Iran believes the Organization of Petroleum Exporting Countries cartel should further slash output in the face of falling crude oil prices, a newspaper reported Monday.
"OPEC decided to cut production by 1.5 million barrels (a day) in October, but it could not stop oil prices from falling," Iran's OPEC envoy Mohammad Ali Khatibi was quoted a saying by the Resalat daily.
"So it appears that OPEC needs to further reduce production to prevent this trend," Khatibi said.
Iran is the second largest exporter in OPEC, which produces about 40% of the world's crude, and its economy is heavily dependent on oil revenues.
The cartel is scheduled to hold an extraordinary meeting on Nov. 29 in Egypt amid speculation that member nations will agree to cut output again in a bid to boost plunging oil prices.
Prices are now far off July's record highs of above $147, with New York's main futures contract, light sweet crude for January delivery, at $50.56 a barrel in early trading Monday.
Iran's central bank warned this month that if oil prices fall below $60 a barrel, the country will struggle to survive the world financial crisis.
The bank's deputy for economic affairs said that with a minimum price of $60, Iran would still need to tap savings from oil revenues to cover its budget needs.
Crude oil income accounts for 80% of the country's foreign earnings.
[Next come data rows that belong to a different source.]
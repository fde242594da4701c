//! Application configuration file.
//!
//! ```json
//! {
//!   "provider": { "type": "openai", "apiKey": "...", "model": "gpt-4o" },
//!   "servers": [
//!     { "id": "files", "npxCommand": "@modelcontextprotocol/server-filesystem", "args": ["."] },
//!     { "id": "wiki", "url": "https://mcp.deepwiki.com/mcp" }
//!   ],
//!   "systemPrompt": "You are a helpful assistant."
//! }
//! ```

use std::collections::HashSet;
use std::path::Path;

use convoy_core::{ConfigurationError, ProviderConfig, ServerConfig};
use serde::{Deserialize, Serialize};

use crate::error::CliError;

#[derive(Debug, Clone, PartialEq, Eq, Serialize, Deserialize)]
#[serde(rename_all = "camelCase")]
pub struct AppConfig {
    pub provider: ProviderConfig,
    #[serde(default)]
    pub servers: Vec<ServerConfig>,
    #[serde(default, skip_serializing_if = "Option::is_none")]
    pub system_prompt: Option<String>,
}

impl AppConfig {
    /// Environment variable that supplies the API key when the file has none.
    pub const API_KEY_ENV: &'static str = "CONVOY_API_KEY";

    /// Read, parse and validate a config file.
    pub fn load(path: &Path) -> Result<Self, CliError> {
        let text = std::fs::read_to_string(path).map_err(|source| CliError::Io {
            path: path.to_path_buf(),
            source,
        })?;
        let mut config: Self = serde_json::from_str(&text).map_err(|source| CliError::Parse {
            path: path.to_path_buf(),
            source,
        })?;

        config.apply_api_key_override(std::env::var(Self::API_KEY_ENV).ok());
        config.validate()?;
        tracing::debug!(
            path = %path.display(),
            provider = %config.provider.provider_type,
            server_count = config.servers.len(),
            "Loaded configuration"
        );
        Ok(config)
    }

    /// Use `key` only when the file leaves the API key empty.
    pub fn apply_api_key_override(&mut self, key: Option<String>) {
        let configured = self
            .provider
            .api_key
            .as_deref()
            .is_some_and(|k| !k.trim().is_empty());
        if configured {
            return;
        }
        if let Some(key) = key.filter(|k| !k.trim().is_empty()) {
            self.provider.api_key = Some(key);
        }
    }

    /// Reject duplicate server ids. Per-server problems are left to the
    /// connection manager, which records them against that server.
    pub fn validate(&self) -> Result<(), ConfigurationError> {
        let mut seen = HashSet::new();
        for server in &self.servers {
            if !seen.insert(server.id.as_str()) {
                return Err(ConfigurationError::DuplicateServerId(server.id.clone()));
            }
        }
        Ok(())
    }
}

#[cfg(test)]
mod tests {
    use super::*;
    use convoy_core::ServerType;
    use std::io::Write;

    const SAMPLE: &str = r#"{
        "provider": {"type": "claude", "model": "claude-3-5-sonnet-latest"},
        "servers": [
            {"id": "files", "npxCommand": "@modelcontextprotocol/server-filesystem", "args": ["/tmp"]},
            {"id": "wiki", "url": "https://mcp.deepwiki.com/sse", "type": "sse"}
        ],
        "systemPrompt": "Be precise."
    }"#;

    #[test]
    fn test_load_from_file() {
        let mut file = tempfile::NamedTempFile::new().unwrap();
        file.write_all(SAMPLE.as_bytes()).unwrap();

        let config = AppConfig::load(file.path()).unwrap();
        assert_eq!(config.provider.provider_type, "claude");
        assert_eq!(config.servers.len(), 2);
        assert_eq!(config.servers[1].effective_type(), ServerType::Sse);
        assert_eq!(config.system_prompt.as_deref(), Some("Be precise."));
    }

    #[test]
    fn test_missing_file() {
        let dir = tempfile::tempdir().unwrap();
        let err = AppConfig::load(&dir.path().join("absent.json")).unwrap_err();
        assert!(matches!(err, CliError::Io { .. }));
    }

    #[test]
    fn test_malformed_file() {
        let mut file = tempfile::NamedTempFile::new().unwrap();
        file.write_all(b"{\"provider\": ").unwrap();
        let err = AppConfig::load(file.path()).unwrap_err();
        assert_eq!(err.exit_code(), 65);
    }

    #[test]
    fn test_duplicate_server_ids_rejected() {
        let config: AppConfig = serde_json::from_str(
            r#"{"provider": {"type": "ollama", "model": "llama3.2"},
                "servers": [{"id": "a", "url": "http://x"}, {"id": "a", "url": "http://y"}]}"#,
        )
        .unwrap();
        assert!(matches!(
            config.validate(),
            Err(ConfigurationError::DuplicateServerId(id)) if id == "a"
        ));
    }

    #[test]
    fn test_api_key_override_only_when_empty() {
        let mut config: AppConfig = serde_json::from_str(SAMPLE).unwrap();
        config.apply_api_key_override(Some("from-env".into()));
        assert_eq!(config.provider.api_key.as_deref(), Some("from-env"));

        config.provider.api_key = Some("from-file".into());
        config.apply_api_key_override(Some("from-env".into()));
        assert_eq!(config.provider.api_key.as_deref(), Some("from-file"));

        config.provider.api_key = Some(String::new());
        config.apply_api_key_override(None);
        assert_eq!(config.provider.api_key.as_deref(), Some(""));
    }
}
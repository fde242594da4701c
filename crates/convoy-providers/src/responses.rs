//! OpenAI Responses API adapter.
//!
//! Unlike the other adapters, tools are not executed locally: URL-based
//! tool servers are handed to the provider as `mcp` tool descriptors and
//! the provider calls them itself. The calls come back already executed,
//! in [`ChatResponse::provider_tool_calls`].

use std::collections::BTreeMap;

use async_trait::async_trait;
use convoy_core::{
    ChatChoice, ChatMessage, ChatResponse, ConnectionTest, MessageRole, ProviderAdapter,
    ProviderError, ProviderToolCall, ProviderType, ServerConfig, ServerType, Tool, ToolCall, Usage,
};
use reqwest::RequestBuilder;
use serde::{Deserialize, Serialize};
use serde_json::Value;

use crate::http::{probe, send_json};
use crate::openai::model_ids;

#[derive(Debug, Serialize)]
pub(crate) struct ResponsesRequest<'a> {
    model: &'a str,
    input: String,
    #[serde(skip_serializing_if = "Option::is_none")]
    instructions: Option<String>,
    #[serde(skip_serializing_if = "no_servers")]
    tools: &'a [McpToolDescriptor],
}

fn no_servers(servers: &&[McpToolDescriptor]) -> bool {
    servers.is_empty()
}

/// Pass-through descriptor for a remote tool server.
#[derive(Debug, Clone, PartialEq, Eq, Serialize)]
pub struct McpToolDescriptor {
    #[serde(rename = "type")]
    kind: &'static str,
    server_url: String,
    server_label: String,
    #[serde(skip_serializing_if = "BTreeMap::is_empty")]
    headers: BTreeMap<String, String>,
    require_approval: &'static str,
}

impl McpToolDescriptor {
    /// Descriptor for a URL-based server. Stdio servers have none.
    pub fn from_server(config: &ServerConfig) -> Option<Self> {
        if config.effective_type() == ServerType::Stdio {
            return None;
        }
        let url = config.url.as_deref().filter(|u| !u.is_empty())?;
        Some(Self {
            kind: "mcp",
            server_url: url.to_string(),
            server_label: config.id.clone(),
            headers: config.headers.clone(),
            require_approval: "never",
        })
    }
}

#[derive(Debug, Deserialize)]
pub(crate) struct ResponsesResponse {
    #[serde(default)]
    output: Vec<OutputItem>,
    #[serde(default)]
    usage: Option<ResponsesUsage>,
}

#[derive(Debug, Deserialize)]
#[serde(tag = "type", rename_all = "snake_case")]
enum OutputItem {
    McpCall {
        #[serde(default)]
        id: String,
        name: String,
        #[serde(default)]
        arguments: String,
        #[serde(default)]
        server_label: String,
        #[serde(default)]
        output: Option<String>,
        #[serde(default)]
        error: Option<Value>,
    },
    Message {
        #[serde(default)]
        content: Vec<MessageContent>,
    },
    #[serde(other)]
    Other,
}

#[derive(Debug, Deserialize)]
#[serde(tag = "type", rename_all = "snake_case")]
enum MessageContent {
    OutputText {
        text: String,
    },
    #[serde(other)]
    Other,
}

#[derive(Debug, Deserialize)]
struct ResponsesUsage {
    #[serde(default)]
    input_tokens: u32,
    #[serde(default)]
    output_tokens: u32,
}

pub(crate) fn format_request<'a>(
    model: &'a str,
    messages: &[ChatMessage],
    servers: &'a [McpToolDescriptor],
) -> ResponsesRequest<'a> {
    let instructions = messages
        .iter()
        .find(|m| m.role == MessageRole::System)
        .map(|m| m.content_str().to_string());

    ResponsesRequest {
        model,
        input: messages
            .last()
            .map(|m| m.content_str().to_string())
            .unwrap_or_default(),
        instructions,
        tools: servers,
    }
}

fn error_text(error: Value) -> Option<String> {
    match error {
        Value::Null => None,
        Value::String(s) => Some(s),
        other => Some(
            other
                .get("message")
                .and_then(Value::as_str)
                .map_or_else(|| other.to_string(), String::from),
        ),
    }
}

pub(crate) fn parse_response(response: ResponsesResponse) -> ChatResponse {
    let mut text = String::new();
    let mut provider_calls = Vec::new();
    for item in response.output {
        match item {
            OutputItem::McpCall {
                id,
                name,
                arguments,
                server_label,
                output,
                error,
            } => provider_calls.push(ProviderToolCall {
                call: ToolCall::new(id, name, arguments),
                server_label,
                output,
                error: error.and_then(error_text),
            }),
            OutputItem::Message { content } => {
                for part in content {
                    if let MessageContent::OutputText { text: part } = part {
                        text.push_str(&part);
                    }
                }
            }
            OutputItem::Other => {}
        }
    }

    ChatResponse {
        choices: vec![ChatChoice {
            index: 0,
            message: ChatMessage::assistant(text),
            finish_reason: Some("stop".to_string()),
        }],
        usage: response
            .usage
            .map(|u| Usage::new(u.input_tokens, u.output_tokens)),
        provider_tool_calls: provider_calls,
    }
}

pub struct ResponsesAdapter {
    http: reqwest::Client,
    base_url: String,
    api_key: String,
    model: String,
    servers: Vec<McpToolDescriptor>,
}

impl ResponsesAdapter {
    pub fn new(
        base_url: impl Into<String>,
        api_key: impl Into<String>,
        model: impl Into<String>,
        servers: &[ServerConfig],
    ) -> Self {
        let servers: Vec<_> = servers.iter().filter_map(McpToolDescriptor::from_server).collect();
        Self {
            http: reqwest::Client::new(),
            base_url: base_url.into(),
            api_key: api_key.into(),
            model: model.into(),
            servers,
        }
    }

    /// Tool servers handed to the provider.
    pub fn servers(&self) -> &[McpToolDescriptor] {
        &self.servers
    }

    /// Descriptors for the servers the caller enabled, in configuration order.
    pub fn enabled_servers(&self, enabled_server_ids: Option<&[String]>) -> Vec<McpToolDescriptor> {
        self.servers
            .iter()
            .filter(|d| enabled_server_ids.is_none_or(|ids| ids.contains(&d.server_label)))
            .cloned()
            .collect()
    }

    fn headers(&self, request: RequestBuilder) -> RequestBuilder {
        request.bearer_auth(&self.api_key)
    }
}

#[async_trait]
impl ProviderAdapter for ResponsesAdapter {
    fn provider_type(&self) -> ProviderType {
        ProviderType::OpenAiResponses
    }

    fn model(&self) -> &str {
        &self.model
    }

    async fn send_message(
        &self,
        messages: &[ChatMessage],
        tools: Option<&[Tool]>,
    ) -> Result<ChatResponse, ProviderError> {
        self.send_message_with_servers(messages, tools, None).await
    }

    async fn send_message_with_servers(
        &self,
        messages: &[ChatMessage],
        tools: Option<&[Tool]>,
        enabled_server_ids: Option<&[String]>,
    ) -> Result<ChatResponse, ProviderError> {
        // Function tools are served by the provider through the MCP descriptors.
        let servers = self.enabled_servers(enabled_server_ids);
        let body = format_request(&self.model, messages, &servers);
        tracing::debug!(
            model = %self.model,
            server_count = servers.len(),
            local_tool_count = tools.map_or(0, <[Tool]>::len),
            "Sending Responses request"
        );

        let request = self
            .headers(self.http.post(format!("{}/responses", self.base_url)))
            .json(&body);
        let response = send_json(ProviderType::OpenAiResponses, request).await?;
        Ok(parse_response(response))
    }

    async fn test_connection(&self) -> ConnectionTest {
        let request = self.headers(self.http.get(format!("{}/models", self.base_url)));
        probe(request, model_ids).await
    }
}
Since his 2005 election, President Mahmoud Ahmadinejad has gone on a spending spree on the back of soaring oil prices, injecting cash into local infrastructure and granting low-interest business loans to create jobs.
He dismissed concerns Monday about the effect of falling oil prices on the budget.
"Even if we reach a point that our enemies do not buy any of our oil the Iranian nation can take care of itself," the state news agency IRNA quoted him as saying.
"With God's help oil price fluctuations cannot have a decisive impact on next year's budget and after. Our investment and production will proceed," added Ahmadinejad, whose term in office ends in seven months.